I’ve already ruminated about the evils of unchecked benevolence in this space in “The Perils of Benevolence.” Mr. Briggs adds some astute elaborations:

Benevolence is the attitude of deep caring and smug self-satisfaction that allowed, for one example from a near infinite number, marketer Kenneth Cole to issue the advertisement “What’s wrong with shoeing the homeless?” and think it a rhetorical question.

What’s wrong with it is that if you give “relief” to those that are poor, by programmatically and coercively taking from those that are not, and thus also creating an administration to store and allocate these confiscations, you do one (temporary) benevolent thing, but at least three harmful things.

The benevolent thing is easily seen: the poor person who receives the shoes, bread, house, video games, car, shopping cart, clean needles, etc., etc. is obviously immediately better off than before he had these things. It is that immediate and visible change of circumstance with which the benevoloent credit themselves and which fills them with pride and self congratulation.

But the harm that is caused . . . is far greater. First, it encourages those that are not poor to think that they needn’t work as hard as they otherwise would, because they have a “safety net” waiting to catch them. Those that are receiving “relief” are scarcely have the impetus to better themselves. “Widespread poverty cannot be relieved from the outside and, therefore, can relieved (if at all) only by industry, self-reliance, and prudence of the poor themselves.” . . .
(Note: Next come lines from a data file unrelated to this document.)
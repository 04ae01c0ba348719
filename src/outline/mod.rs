//! Heading outline recovery from Markdown-flavored page text.
//!
//! Every line is classified on its own; embedded bookmark entries are folded in per page
//! after the Markdown-derived headings.

use anyhow::{Context, Result};
use regex::Regex;

mod classify;
mod document;
mod normalize;
mod page;
#[cfg(test)]
mod tests;
mod toc;


/// Compiled heuristics shared by every outline operation.
#[derive(Debug, Clone)]
pub struct OutlineParser {
    line_break: Regex,
    separator_line: Regex,
    inline_code: Regex,
    bold_span: Regex,
    bold_line: Regex,
    trailing_page_number: Regex,
    punctuation_run: Regex,
}

impl OutlineParser {
    pub fn new() -> Result<Self> {
        Ok(Self {
            line_break: Regex::new(r"\r\n|[\n\r\x0B\x0C\x1C-\x1E\x{85}\x{2028}\x{2029}]")
                .context("failed to compile line break regex")?,
            separator_line: Regex::new(r#"^[.\-*,="']{2,}\s*$"#)
                .context("failed to compile separator line regex")?,
            inline_code: Regex::new(r"`([^`]+)`").context("failed to compile inline code regex")?,
            bold_span: Regex::new(r"_?\*\*(.*?)\*\*_?")
                .context("failed to compile bold span regex")?,
            bold_line: Regex::new(r"^_?\*\*(.*?)\*\*_?$")
                .context("failed to compile bold line regex")?,
            trailing_page_number: Regex::new(r"\b\d+$")
                .context("failed to compile trailing page number regex")?,
            punctuation_run: Regex::new(r#"[.\-,"=]{2,}"#)
                .context("failed to compile punctuation run regex")?,
        })
    }

    /// Splits page text on every Unicode line boundary, not just `\n` and `\r\n`.
    fn lines<'a>(&'a self, text: &'a str) -> impl Iterator<Item = &'a str> {
        self.line_break.split(text)
    }
}

/// Title Case and CAPS lines pass; a lowercase ASCII start marks body text.
fn starts_with_lowercase(text: &str) -> bool {
    text.chars()
        .next()
        .map(|character| character.is_ascii_lowercase())
        .unwrap_or(false)
}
Second, the money that is taken from those that earned it are worse off (but, we are told, they can “afford it”). Except that the money that was theirs is now in the hands of the government and not allowed to circulate in the hands of citizens. This always and necessarily contributes to economic stagnation. . . .

Which brings us to the third consequence of benevolence: an increase in government, coercion, control, mindless bureaucracy. Which, we now know, when unchecked leads to death camps, broken families and loneliness, mass starvations, gulags, coercion, firing squads, and glowing reports in the New York Times. Community or equality of property is ever promised to lead a betterment of mankind, but which in fact always leads to a worsen-ment of actual people.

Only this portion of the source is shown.